▶ _PROBLEM DESCRIPTION_:
Look below. Copy each line that has "Opaque" in it.

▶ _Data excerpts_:

┄┄┄┄┄┄

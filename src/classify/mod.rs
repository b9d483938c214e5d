//! Maps application failures onto the small set of gRPC status codes a
//! caller gets to see.
//!
//! The decision is, in order: an error that already is a [`Status`] passes
//! through, a cancellation or deadline sentinel anywhere in the cause chain
//! wins, then the flattened message is matched against a fixed list of
//! substrings, and anything left over becomes `INTERNAL` with the raw text.

use std::borrow::Cow;
use std::fmt;

use tonic::{Code, Status};

mod chain;
mod rules;

pub use chain::{
    Classifiable, ContextError, Links, MAX_CHAIN_DEPTH, flatten_links,
};

/// Which branch of the taxonomy produced a status.
#[derive(Debug, Clone, Copy, PartialEq, Eq, Hash)]
pub enum ErrorKind {
    /// The error already carried a gRPC status.
    Passthrough,
    Canceled,
    DeadlineExceeded,
    Unavailable,
    Precondition,
    Exhausted,
    InvalidInput,
    Internal,
}

impl ErrorKind {
    pub fn as_str(&self) -> &'static str {
        match self {
            ErrorKind::Passthrough => "passthrough",
            ErrorKind::Canceled => "transport-cancellation",
            ErrorKind::DeadlineExceeded => "transport-deadline",
            ErrorKind::Unavailable => "infrastructure-unavailable",
            ErrorKind::Precondition => "business-precondition-violation",
            ErrorKind::Exhausted => "business-resource-exhaustion",
            ErrorKind::InvalidInput => "input-validation-failure",
            ErrorKind::Internal => "unclassified-internal",
        }
    }
}

impl fmt::Display for ErrorKind {
    fn fmt(&self, f: &mut fmt::Formatter<'_>) -> fmt::Result {
        f.write_str(self.as_str())
    }
}

/// Outcome of classification: the code and message sent to the caller.
#[derive(Debug, Clone, PartialEq, Eq)]
pub struct Classified {
    code: Code,
    message: Cow<'static, str>,
    kind: ErrorKind,
}

impl Classified {
    const fn fixed(code: Code, message: &'static str, kind: ErrorKind) -> Self {
        Self {
            code,
            message: Cow::Borrowed(message),
            kind,
        }
    }

    pub fn code(&self) -> Code {
        self.code
    }

    pub fn message(&self) -> &str {
        &self.message
    }

    pub fn kind(&self) -> ErrorKind {
        self.kind
    }

    pub fn into_status(self) -> Status {
        Status::new(self.code, self.message)
    }
}

impl From<ContextError> for Classified {
    fn from(err: ContextError) -> Self {
        match err {
            ContextError::Canceled => Classified::fixed(
                Code::Cancelled,
                "request was canceled",
                ErrorKind::Canceled,
            ),
            ContextError::DeadlineExceeded => Classified::fixed(
                Code::DeadlineExceeded,
                "request deadline exceeded",
                ErrorKind::DeadlineExceeded,
            ),
        }
    }
}

impl From<Classified> for Status {
    fn from(classified: Classified) -> Self {
        classified.into_status()
    }
}

/// Classifies a failed call's error.
///
/// Never fails: every input ends up with exactly one code. Errors that reach
/// the message rules are logged once at debug level.
pub fn classify<E>(err: &E) -> Classified
where
    E: Classifiable + ?Sized,
{
    if let Some(status) = chain::find_status(err.links()) {
        return Classified {
            code: status.code(),
            message: Cow::Owned(status.message().to_owned()),
            kind: ErrorKind::Passthrough,
        };
    }
    classify_unstructured(err, std::any::type_name::<E>())
}

/// Like [`classify`], but an error that already carries a [`Status`] is
/// returned as that exact status, details and metadata included.
pub fn to_status<E>(err: &E) -> Status
where
    E: Classifiable + ?Sized,
{
    to_status_named(err, std::any::type_name::<E>())
}

/// [`to_status`] for callers that have already erased the concrete error
/// type; `error_type` is what the diagnostic event reports.
pub(crate) fn to_status_named<E>(err: &E, error_type: &'static str) -> Status
where
    E: Classifiable + ?Sized,
{
    match chain::find_status(err.links()) {
        Some(status) => status.clone(),
        None => classify_unstructured(err, error_type).into_status(),
    }
}

fn classify_unstructured<E>(err: &E, error_type: &'static str) -> Classified
where
    E: Classifiable + ?Sized,
{
    if let Some(sentinel) = err.links().find_map(chain::sentinel) {
        return sentinel.into();
    }

    let text = err.flatten();
    tracing::debug!(
        error_type,
        error_msg = %text,
        "converting error to gRPC status"
    );

    match rules::first_match(&text) {
        Some(rule) => Classified::fixed(rule.code, rule.message, rule.kind),
        None => Classified {
            code: Code::Internal,
            message: Cow::Owned(text),
            kind: ErrorKind::Internal,
        },
    }
}

#[cfg(test)]
mod tests {
    use std::error::Error as StdError;

    use super::*;

    #[derive(Debug, thiserror::Error)]
    #[error("{0}")]
    struct Layer(&'static str, #[source] Box<dyn StdError + Send + Sync>);

    crate::impl_classifiable!(Layer);

    fn nest(inner: impl StdError + Send + Sync + 'static) -> Layer {
        Layer("repository", Box::new(inner))
    }

    fn assert_classified(c: Classified, code: Code, message: &str) {
        assert_eq!(c.code(), code);
        assert_eq!(c.message(), message);
    }

    #[test]
    fn canceled_sentinel_deep_in_chain() {
        let err = Layer(
            "handler",
            Box::new(Layer("service", Box::new(nest(ContextError::Canceled)))),
        );
        assert_eq!(err.links().count(), 4);
        assert_classified(classify(&err), Code::Cancelled, "request was canceled");
    }

    #[test]
    fn deadline_sentinel_beats_message_rules() {
        #[derive(Debug, thiserror::Error)]
        #[error("seat lock")]
        struct Opaque(#[source] ContextError);

        // The flattened text mentions a connection failure, but the chain
        // carries a deadline sentinel.
        let err = Layer("connection refused", Box::new(Opaque(ContextError::DeadlineExceeded)));
        let c = classify(&err);
        assert_classified(c.clone(), Code::DeadlineExceeded, "request deadline exceeded");
        assert_eq!(c.kind(), ErrorKind::DeadlineExceeded);
    }

    #[test]
    fn uuid_syntax_error() {
        let c = classify("pq: invalid input syntax for type uuid: \"xyz\"");
        assert_classified(c, Code::InvalidArgument, "invalid UUID format");
    }

    #[test]
    fn sold_out_class() {
        let c = classify("economy class is sold out for flight 42");
        assert_classified(c, Code::ResourceExhausted, "seats are not available");
    }

    #[test]
    fn unknown_error_passes_text_through_as_internal() {
        let c = classify("unexpected nil pointer at line 88");
        assert_classified(c.clone(), Code::Internal, "unexpected nil pointer at line 88");
        assert_eq!(c.kind(), ErrorKind::Internal);
    }

    #[test]
    fn empty_message_is_internal_and_empty() {
        assert_classified(classify(""), Code::Internal, "");
    }

    #[test]
    fn bad_driver_connection() {
        let c = classify("driver: bad connection");
        assert_classified(c, Code::Unavailable, "database connection unavailable");
    }

    #[test]
    fn cancellation_text_wins_over_connection_text() {
        let c = classify("context canceled: dial tcp 10.0.0.1:5432: connection refused");
        assert_classified(c, Code::Cancelled, "request was canceled");
    }

    #[test]
    fn status_passes_through_unchanged() {
        let status = Status::failed_precondition("seat map locked");
        let c = classify(&status);
        assert_classified(c.clone(), Code::FailedPrecondition, "seat map locked");
        assert_eq!(c.kind(), ErrorKind::Passthrough);

        // A status whose text would otherwise match a rule is not reclassified.
        let status = Status::internal("booking already expired");
        assert_classified(classify(&status), Code::Internal, "booking already expired");
    }

    #[test]
    fn wrapped_status_is_found_in_chain() {
        let err = nest(Status::not_found("flight 42"));
        assert_classified(classify(&err), Code::NotFound, "flight 42");
    }

    #[test]
    fn classification_is_idempotent() {
        for text in [
            "broken pipe",
            "reservation max retry exceeded after 3 attempts",
            "booking release max retry exceeded",
            "business class is not available for sale",
            "context deadline exceeded",
            "disk full",
        ] {
            let first = classify(text);
            let again = classify(&first.clone().into_status());
            assert_eq!(again.code(), first.code());
            assert_eq!(again.message(), first.message());
        }
    }

    #[test]
    fn to_status_keeps_original_status_metadata() {
        let mut metadata = tonic::metadata::MetadataMap::new();
        metadata.insert("x-fare-version", "2".parse().unwrap());
        let status =
            Status::with_metadata(Code::FailedPrecondition, "fare changed", metadata);

        let out = to_status(&nest(status));
        assert_eq!(out.code(), Code::FailedPrecondition);
        assert_eq!(out.message(), "fare changed");
        assert_eq!(out.metadata().get("x-fare-version").unwrap().to_str().unwrap(), "2");
    }

    #[test]
    fn kind_names_follow_taxonomy() {
        assert_eq!(ErrorKind::Exhausted.to_string(), "business-resource-exhaustion");
        assert_eq!(ErrorKind::InvalidInput.as_str(), "input-validation-failure");
    }
}
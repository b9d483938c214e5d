use bon::Builder;
use http::HeaderName;
use serde::Deserialize;

use crate::Result;
use crate::logging::LogEvents;

pub const DEFAULT_REQUEST_ID_HEADER: &str = "x-request-id";

#[derive(Debug, Clone, Copy, Default, PartialEq, Eq, Deserialize)]
#[serde(rename_all = "lowercase")]
pub enum LogFormat {
    #[default]
    Text,
    Json,
}

#[derive(Debug, Clone, Builder, Deserialize)]
pub struct InterceptorConfig {
    /// Header / metadata key carrying the per-call correlation id
    #[builder(into, default = String::from(DEFAULT_REQUEST_ID_HEADER))]
    #[serde(default = "default_request_id_header")]
    pub request_id_header: String,

    #[builder(default)]
    #[serde(default)]
    pub log_events: LogEvents,

    /// `EnvFilter` directives, e.g. "info,grpc_interceptors=debug"
    #[builder(into, default = String::from("info"))]
    #[serde(default = "default_log_filter")]
    pub log_filter: String,

    #[builder(default)]
    #[serde(default)]
    pub log_format: LogFormat,
}

impl Default for InterceptorConfig {
    fn default() -> Self {
        Self::builder().build()
    }
}

impl InterceptorConfig {
    pub(crate) fn request_id_header_name(&self) -> Result<HeaderName> {
        Ok(HeaderName::try_from(self.request_id_header.as_str())?)
    }
}

fn default_request_id_header() -> String {
    DEFAULT_REQUEST_ID_HEADER.to_string()
}

fn default_log_filter() -> String {
    "info".to_string()
}
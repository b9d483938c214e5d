use tonic::Code;

use super::ErrorKind;

/// A message rule: if the flattened text contains any of `needles`, the
/// error is reported as (`code`, `message`).
#[derive(Debug)]
pub(crate) struct Rule {
    pub needles: &'static [&'static str],
    pub code: Code,
    pub message: &'static str,
    pub kind: ErrorKind,
}

impl Rule {
    pub fn matches(&self, text: &str) -> bool {
        self.needles.iter().any(|needle| text.contains(needle))
    }
}

/// Evaluated top to bottom, first match wins. Cancellation and deadline
/// must stay ahead of the connection rules.
pub(crate) static RULES: &[Rule] = &[
    Rule {
        needles: &["context canceled"],
        code: Code::Cancelled,
        message: "request was canceled",
        kind: ErrorKind::Canceled,
    },
    Rule {
        needles: &["context deadline exceeded"],
        code: Code::DeadlineExceeded,
        message: "request deadline exceeded",
        kind: ErrorKind::DeadlineExceeded,
    },
    // Database connectivity
    Rule {
        needles: &[
            "driver: bad connection",
            "connection refused",
            "connection reset",
            "broken pipe",
        ],
        code: Code::Unavailable,
        message: "database connection unavailable",
        kind: ErrorKind::Unavailable,
    },
    // Booking
    Rule {
        needles: &["booking already expired"],
        code: Code::FailedPrecondition,
        message: "booking already expired",
        kind: ErrorKind::Precondition,
    },
    Rule {
        needles: &["reservation max retry exceeded"],
        code: Code::ResourceExhausted,
        message: "reservation max retry exceeded",
        kind: ErrorKind::Exhausted,
    },
    Rule {
        needles: &["booking release max retry exceeded"],
        code: Code::ResourceExhausted,
        message: "booking release max retry exceeded",
        kind: ErrorKind::Exhausted,
    },
    // Seat availability
    Rule {
        needles: &["class is sold out", "no seat available"],
        code: Code::ResourceExhausted,
        message: "seats are not available",
        kind: ErrorKind::Exhausted,
    },
    Rule {
        needles: &["class is not available for sale"],
        code: Code::FailedPrecondition,
        message: "class is not available for sale",
        kind: ErrorKind::Precondition,
    },
    // PostgreSQL
    Rule {
        needles: &["invalid input syntax for type uuid"],
        code: Code::InvalidArgument,
        message: "invalid UUID format",
        kind: ErrorKind::InvalidInput,
    },
];

pub(crate) fn first_match(text: &str) -> Option<&'static Rule> {
    RULES.iter().find(|rule| rule.matches(text))
}
// Helper functions for extracting values from raw mappings

fn get_string(map: &RawJob, key: &str, ctx: &str) -> ConfigResult<Option<String>> {
    match map.get(key) {
        None | Some(Value::Null) => Ok(None),
        Some(Value::String(s)) => Ok(Some(s.clone())),
        Some(other) => Err(ConfigError::MalformedConfig(format!(
            "'{}' of {} must be a string, got {}",
            key,
            ctx,
            type_name(other)
        ))),
    }
}

fn get_list<'a>(
    value: Option<&'a Value>,
    key: &str,
    ctx: &str,
) -> ConfigResult<Option<&'a Vec<Value>>> {
    match value {
        None | Some(Value::Null) => Ok(None),
        Some(Value::Array(items)) => Ok(Some(items)),
        Some(other) => Err(ConfigError::MalformedConfig(format!(
            "'{}' of {} must be a list, got {}",
            key,
            ctx,
            type_name(other)
        ))),
    }
}

fn type_name(value: &Value) -> &'static str {
    match value {
        Value::Null => "null",
        Value::Bool(_) => "a boolean",
        Value::Number(_) => "a number",
        Value::String(_) => "a string",
        Value::Array(_) => "a list",
        Value::Object(_) => "a mapping",
    }
}
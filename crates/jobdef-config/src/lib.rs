//! Loading and validation of CI job definitions.
//!
//! This crate handles:
//! - Reading job documents (CI-layout YAML and KDL)
//! - Parsing raw job mappings into validated definitions
//! - The registry of known jobs and parent resolution
//! - Flattening inheritance into job descriptors
//! - Variable interpolation
//! - Loader settings

pub mod document;
pub mod error;
pub mod job;
pub mod loader;
pub mod playbook;
pub mod registry;
pub mod render;
pub mod resolve;
pub mod settings;
pub mod variables;

pub use document::{Format, RawJob};
pub use error::{ConfigError, ConfigResult};
pub use job::{ParseOptions, parse_job};
pub use loader::Loader;
pub use registry::{JobRegistry, KnownJobs};
pub use settings::LoaderSettings;
pub use variables::{JobContext, VariableContext, VariableContextBuilder};
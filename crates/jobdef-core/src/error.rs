//! Error types for job definitions.

use thiserror::Error;

#[derive(Debug, Error, PartialEq, Eq)]
pub enum Error {
    #[error("invalid input: {0}")]
    InvalidInput(String),

    #[error("invalid value for {field}: {message}")]
    InvalidField { field: String, message: String },
}

impl Error {
    pub(crate) fn field(field: &str, message: impl Into<String>) -> Self {
        Error::InvalidField {
            field: field.to_string(),
            message: message.into(),
        }
    }
}

pub type Result<T> = std::result::Result<T, Error>;
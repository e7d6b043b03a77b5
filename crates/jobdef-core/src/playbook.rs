//! Playbook paths.

use derive_more::Display;
use serde::{Deserialize, Serialize};
use std::path::{Component, Path};

use crate::{Error, Result};

/// Path to a playbook, relative to the root of the project that defines the job.
///
/// Playbooks are interpreted by the execution engine; this type only
/// guarantees the path is non-empty, relative, and stays inside the project.
#[derive(Debug, Clone, PartialEq, Eq, Hash, PartialOrd, Ord, Serialize, Deserialize, Display)]
#[serde(try_from = "String", into = "String")]
#[display("{_0}")]
pub struct PlaybookPath(String);

impl PlaybookPath {
    pub fn new(path: impl Into<String>) -> Result<Self> {
        let path = path.into();
        let trimmed = path.trim();

        if trimmed.is_empty() {
            return Err(Error::InvalidInput("playbook path is empty".to_string()));
        }

        for component in Path::new(trimmed).components() {
            match component {
                Component::RootDir | Component::Prefix(_) => {
                    return Err(Error::InvalidInput(format!(
                        "playbook path '{}' must be relative",
                        trimmed
                    )));
                }
                Component::ParentDir => {
                    return Err(Error::InvalidInput(format!(
                        "playbook path '{}' escapes the project root",
                        trimmed
                    )));
                }
                _ => {}
            }
        }

        Ok(Self(trimmed.to_string()))
    }

    pub fn as_str(&self) -> &str {
        &self.0
    }

    pub fn as_path(&self) -> &Path {
        Path::new(&self.0)
    }
}

impl TryFrom<String> for PlaybookPath {
    type Error = Error;

    fn try_from(value: String) -> Result<Self> {
        Self::new(value)
    }
}

impl From<PlaybookPath> for String {
    fn from(path: PlaybookPath) -> Self {
        path.0
    }
}

impl std::str::FromStr for PlaybookPath {
    type Err = Error;

    fn from_str(s: &str) -> Result<Self> {
        Self::new(s)
    }
}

┄┄┄┄┄┄

▶ _RESPONSE AREA_:
        struct Opaque(#[source] ContextError);
        let err = Layer("connection refused", Box::new(Opaque(ContextError::DeadlineExceeded)));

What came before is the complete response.